● **Try it**
Repeat each entry below without omitting a single word.

"""

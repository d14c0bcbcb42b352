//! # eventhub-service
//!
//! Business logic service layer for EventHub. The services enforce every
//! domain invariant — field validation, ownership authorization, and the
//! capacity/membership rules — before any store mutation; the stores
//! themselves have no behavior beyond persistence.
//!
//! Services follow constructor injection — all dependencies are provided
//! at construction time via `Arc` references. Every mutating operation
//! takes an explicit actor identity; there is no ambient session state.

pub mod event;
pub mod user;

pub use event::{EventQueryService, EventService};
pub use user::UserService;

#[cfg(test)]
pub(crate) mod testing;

"""

● **Exercise response**
repository d14c0bcbcb42b352
//! # eventhub-service
//!
//! Business logic service layer for EventHub. The services enforce every
//! domain invariant — field validation, ownership authorization, and the
//! capacity/membership rules — before any store mutation; the stores
//! themselves have no behavior beyond persistence.
//!
//! Services follow constructor injection — all dependencies are provided
//! at construction time via `Arc` references. Every mutating operation
//! takes an explicit actor identity; there is no ambient session state.

pub mod event;
pub mod user;

pub use event::{EventQueryService, EventService};
pub use user::UserService;

#[cfg(test)]
pub(crate) mod testing;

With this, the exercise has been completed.